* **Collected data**
----

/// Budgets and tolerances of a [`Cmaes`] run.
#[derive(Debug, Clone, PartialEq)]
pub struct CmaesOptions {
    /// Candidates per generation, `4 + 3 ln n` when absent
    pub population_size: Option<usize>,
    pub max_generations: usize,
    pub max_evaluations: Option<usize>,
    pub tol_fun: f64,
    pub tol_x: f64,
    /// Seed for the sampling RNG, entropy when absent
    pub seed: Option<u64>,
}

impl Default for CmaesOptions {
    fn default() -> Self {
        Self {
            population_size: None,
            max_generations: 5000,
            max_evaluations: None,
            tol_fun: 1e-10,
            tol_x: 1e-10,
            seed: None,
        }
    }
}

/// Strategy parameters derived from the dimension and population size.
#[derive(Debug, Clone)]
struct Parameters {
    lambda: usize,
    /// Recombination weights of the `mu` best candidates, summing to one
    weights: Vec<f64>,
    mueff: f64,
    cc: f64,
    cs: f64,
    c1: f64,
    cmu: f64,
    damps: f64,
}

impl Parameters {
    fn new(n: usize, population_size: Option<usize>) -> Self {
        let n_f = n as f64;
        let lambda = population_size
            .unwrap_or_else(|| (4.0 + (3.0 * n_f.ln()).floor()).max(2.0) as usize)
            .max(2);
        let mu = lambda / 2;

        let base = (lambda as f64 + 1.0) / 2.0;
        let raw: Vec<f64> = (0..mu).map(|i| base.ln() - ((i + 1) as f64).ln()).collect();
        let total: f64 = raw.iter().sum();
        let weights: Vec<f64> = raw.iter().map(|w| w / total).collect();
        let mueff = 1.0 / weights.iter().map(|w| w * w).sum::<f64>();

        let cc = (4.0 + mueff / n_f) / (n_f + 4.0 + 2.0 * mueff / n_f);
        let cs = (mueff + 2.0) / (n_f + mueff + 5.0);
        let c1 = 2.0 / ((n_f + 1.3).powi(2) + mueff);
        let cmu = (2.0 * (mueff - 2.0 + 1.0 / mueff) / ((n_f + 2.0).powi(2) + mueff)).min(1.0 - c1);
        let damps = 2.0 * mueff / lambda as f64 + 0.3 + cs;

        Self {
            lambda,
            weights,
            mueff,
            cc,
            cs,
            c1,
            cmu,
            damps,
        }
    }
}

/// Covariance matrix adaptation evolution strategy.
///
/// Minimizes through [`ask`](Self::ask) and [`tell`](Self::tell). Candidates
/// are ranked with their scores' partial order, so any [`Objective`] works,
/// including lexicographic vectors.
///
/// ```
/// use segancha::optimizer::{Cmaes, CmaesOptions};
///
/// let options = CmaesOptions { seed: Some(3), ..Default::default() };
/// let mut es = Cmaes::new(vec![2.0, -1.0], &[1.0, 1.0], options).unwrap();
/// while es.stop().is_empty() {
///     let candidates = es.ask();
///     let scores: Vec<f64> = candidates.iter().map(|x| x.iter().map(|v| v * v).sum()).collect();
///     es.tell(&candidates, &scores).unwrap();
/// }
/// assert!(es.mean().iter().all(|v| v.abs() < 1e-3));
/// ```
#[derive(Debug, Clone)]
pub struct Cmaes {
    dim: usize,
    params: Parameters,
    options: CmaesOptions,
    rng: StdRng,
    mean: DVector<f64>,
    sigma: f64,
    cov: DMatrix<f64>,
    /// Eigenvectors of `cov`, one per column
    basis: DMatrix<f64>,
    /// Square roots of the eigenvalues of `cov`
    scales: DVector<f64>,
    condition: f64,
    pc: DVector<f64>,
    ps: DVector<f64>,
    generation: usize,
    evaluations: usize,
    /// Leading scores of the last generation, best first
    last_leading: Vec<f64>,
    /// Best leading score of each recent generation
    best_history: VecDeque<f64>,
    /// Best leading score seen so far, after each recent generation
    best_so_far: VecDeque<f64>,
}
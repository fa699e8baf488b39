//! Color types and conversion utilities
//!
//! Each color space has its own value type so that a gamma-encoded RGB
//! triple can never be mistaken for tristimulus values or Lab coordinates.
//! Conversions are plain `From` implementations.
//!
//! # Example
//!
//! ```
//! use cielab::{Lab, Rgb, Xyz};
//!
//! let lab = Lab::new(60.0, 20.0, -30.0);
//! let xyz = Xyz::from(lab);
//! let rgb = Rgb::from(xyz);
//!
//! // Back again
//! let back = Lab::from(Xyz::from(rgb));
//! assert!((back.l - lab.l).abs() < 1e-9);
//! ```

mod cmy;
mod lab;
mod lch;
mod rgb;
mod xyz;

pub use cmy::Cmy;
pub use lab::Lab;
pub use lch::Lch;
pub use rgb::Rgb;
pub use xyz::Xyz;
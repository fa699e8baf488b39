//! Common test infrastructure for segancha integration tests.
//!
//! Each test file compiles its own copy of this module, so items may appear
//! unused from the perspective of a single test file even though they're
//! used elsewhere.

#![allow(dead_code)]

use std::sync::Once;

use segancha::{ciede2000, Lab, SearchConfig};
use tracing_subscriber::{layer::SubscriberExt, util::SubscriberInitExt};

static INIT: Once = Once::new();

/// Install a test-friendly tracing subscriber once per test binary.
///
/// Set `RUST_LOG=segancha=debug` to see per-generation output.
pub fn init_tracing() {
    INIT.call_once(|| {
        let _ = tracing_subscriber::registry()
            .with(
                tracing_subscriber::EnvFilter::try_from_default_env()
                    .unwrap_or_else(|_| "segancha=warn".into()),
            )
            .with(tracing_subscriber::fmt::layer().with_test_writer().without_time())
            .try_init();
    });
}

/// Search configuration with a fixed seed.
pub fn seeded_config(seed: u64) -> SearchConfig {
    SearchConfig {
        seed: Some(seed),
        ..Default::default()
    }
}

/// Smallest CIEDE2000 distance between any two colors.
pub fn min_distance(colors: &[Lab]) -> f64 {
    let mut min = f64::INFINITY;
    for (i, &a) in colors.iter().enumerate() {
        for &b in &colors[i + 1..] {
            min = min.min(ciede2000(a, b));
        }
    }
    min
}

----

* **WORK REQUIRED**
Repeat what the records above say. Use their exact words.

* **REPLY**
/// Budgets and tolerances of a [`Cmaes`] run.
#[derive(Debug, Clone, PartialEq)]
pub struct CmaesOptions {
    /// Candidates per generation, `4 + 3 ln n` when absent
    pub population_size: Option<usize>,
    pub max_generations: usize,
    pub max_evaluations: Option<usize>,
    pub tol_fun: f64,
    pub tol_x: f64,
    /// Seed for the sampling RNG, entropy when absent
    pub seed: Option<u64>,
}

impl Default for CmaesOptions {
    fn default() -> Self {
        Self {
            population_size: None,
            max_generations: 5000,
            max_evaluations: None,
            tol_fun: 1e-10,
            tol_x: 1e-10,
            seed: None,
        }
    }
}

/// Strategy parameters derived from the dimension and population size.
#[derive(Debug, Clone)]
struct Parameters {
    lambda: usize,
    /// Recombination weights of the `mu` best candidates, summing to one
    weights: Vec<f64>,
    mueff: f64,
    cc: f64,
    cs: f64,
    c1: f64,
    cmu: f64,
    damps: f64,
}

impl Parameters {
    fn new(n: usize, population_size: Option<usize>) -> Self {
        let n_f = n as f64;
        let lambda = population_size
            .unwrap_or_else(|| (4.0 + (3.0 * n_f.ln()).floor()).max(2.0) as usize)
            .max(2);
        let mu = lambda / 2;

        let base = (lambda as f64 + 1.0) / 2.0;
        let raw: Vec<f64> = (0..mu).map(|i| base.ln() - ((i + 1) as f64).ln()).collect();
        let total: f64 = raw.iter().sum();
        let weights: Vec<f64> = raw.iter().map(|w| w / total).collect();
        let mueff = 1.0 / weights.iter().map(|w| w * w).sum::<f64>();

        let cc = (4.0 + mueff / n_f) / (n_f + 4.0 + 2.0 * mueff / n_f);
        let cs = (mueff + 2.0) / (n_f + mueff + 5.0);
        let c1 = 2.0 / ((n_f + 1.3).powi(2) + mueff);
        let cmu = (2.0 * (mueff - 2.0 + 1.0 / mueff) / ((n_f + 2.0).powi(2) + mueff)).min(1.0 - c1);
        let damps = 2.0 * mueff / lambda as f64 + 0.3 + cs;

        Self {
            lambda,
            weights,
            mueff,
            cc,
            cs,
            c1,
            cmu,
            damps,
        }
    }
}

/// Covariance matrix adaptation evolution strategy.
///
/// Minimizes through [`ask`](Self::ask) and [`tell`](Self::tell). Candidates
/// are ranked with their scores' partial order, so any [`Objective`] works,
/// including lexicographic vectors.
///
/// ```
/// use segancha::optimizer::{Cmaes, CmaesOptions};
///
/// let options = CmaesOptions { seed: Some(3), ..Default::default() };
/// let mut es = Cmaes::new(vec![2.0, -1.0], &[1.0, 1.0], options).unwrap();
/// while es.stop().is_empty() {
///     let candidates = es.ask();
///     let scores: Vec<f64> = candidates.iter().map(|x| x.iter().map(|v| v * v).sum()).collect();
///     es.tell(&candidates, &scores).unwrap();
/// }
/// assert!(es.mean().iter().all(|v| v.abs() < 1e-3));
/// ```
#[derive(Debug, Clone)]
pub struct Cmaes {
    dim: usize,
    params: Parameters,
    options: CmaesOptions,
    rng: StdRng,
    mean: DVector<f64>,
    sigma: f64,
    cov: DMatrix<f64>,
    /// Eigenvectors of `cov`, one per column
    basis: DMatrix<f64>,
    /// Square roots of the eigenvalues of `cov`
    scales: DVector<f64>,
    condition: f64,
    pc: DVector<f64>,
    ps: DVector<f64>,
    generation: usize,
    evaluations: usize,
    /// Leading scores of the last generation, best first
    last_leading: Vec<f64>,
    /// Best leading score of each recent generation
    best_history: VecDeque<f64>,
    /// Best leading score seen so far, after each recent generation
    best_so_far: VecDeque<f64>,
}
repository fa699e8baf488b39
//! Color types and conversion utilities
//!
//! Each color space has its own value type so that a gamma-encoded RGB
//! triple can never be mistaken for tristimulus values or Lab coordinates.
//! Conversions are plain `From` implementations.
//!
//! # Example
//!
//! ```
//! use cielab::{Lab, Rgb, Xyz};
//!
//! let lab = Lab::new(60.0, 20.0, -30.0);
//! let xyz = Xyz::from(lab);
//! let rgb = Rgb::from(xyz);
//!
//! // Back again
//! let back = Lab::from(Xyz::from(rgb));
//! assert!((back.l - lab.l).abs() < 1e-9);
//! ```

mod cmy;
mod lab;
mod lch;
mod rgb;
mod xyz;

pub use cmy::Cmy;
pub use lab::Lab;
pub use lch::Lch;
pub use rgb::Rgb;
pub use xyz::Xyz;
repository fa699e8baf488b39
//! Common test infrastructure for segancha integration tests.
//!
//! Each test file compiles its own copy of this module, so items may appear
//! unused from the perspective of a single test file even though they're
//! used elsewhere.

#![allow(dead_code)]

use std::sync::Once;

use segancha::{ciede2000, Lab, SearchConfig};
use tracing_subscriber::{layer::SubscriberExt, util::SubscriberInitExt};

static INIT: Once = Once::new();

/// Install a test-friendly tracing subscriber once per test binary.
///
/// Set `RUST_LOG=segancha=debug` to see per-generation output.
pub fn init_tracing() {
    INIT.call_once(|| {
        let _ = tracing_subscriber::registry()
            .with(
                tracing_subscriber::EnvFilter::try_from_default_env()
                    .unwrap_or_else(|_| "segancha=warn".into()),
            )
            .with(tracing_subscriber::fmt::layer().with_test_writer().without_time())
            .try_init();
    });
}

/// Search configuration with a fixed seed.
pub fn seeded_config(seed: u64) -> SearchConfig {
    SearchConfig {
        seed: Some(seed),
        ..Default::default()
    }
}

/// Smallest CIEDE2000 distance between any two colors.
pub fn min_distance(colors: &[Lab]) -> f64 {
    let mut min = f64::INFINITY;
    for (i, &a) in colors.iter().enumerate() {
        for &b in &colors[i + 1..] {
            min = min.min(ciede2000(a, b));
        }
    }
    min
}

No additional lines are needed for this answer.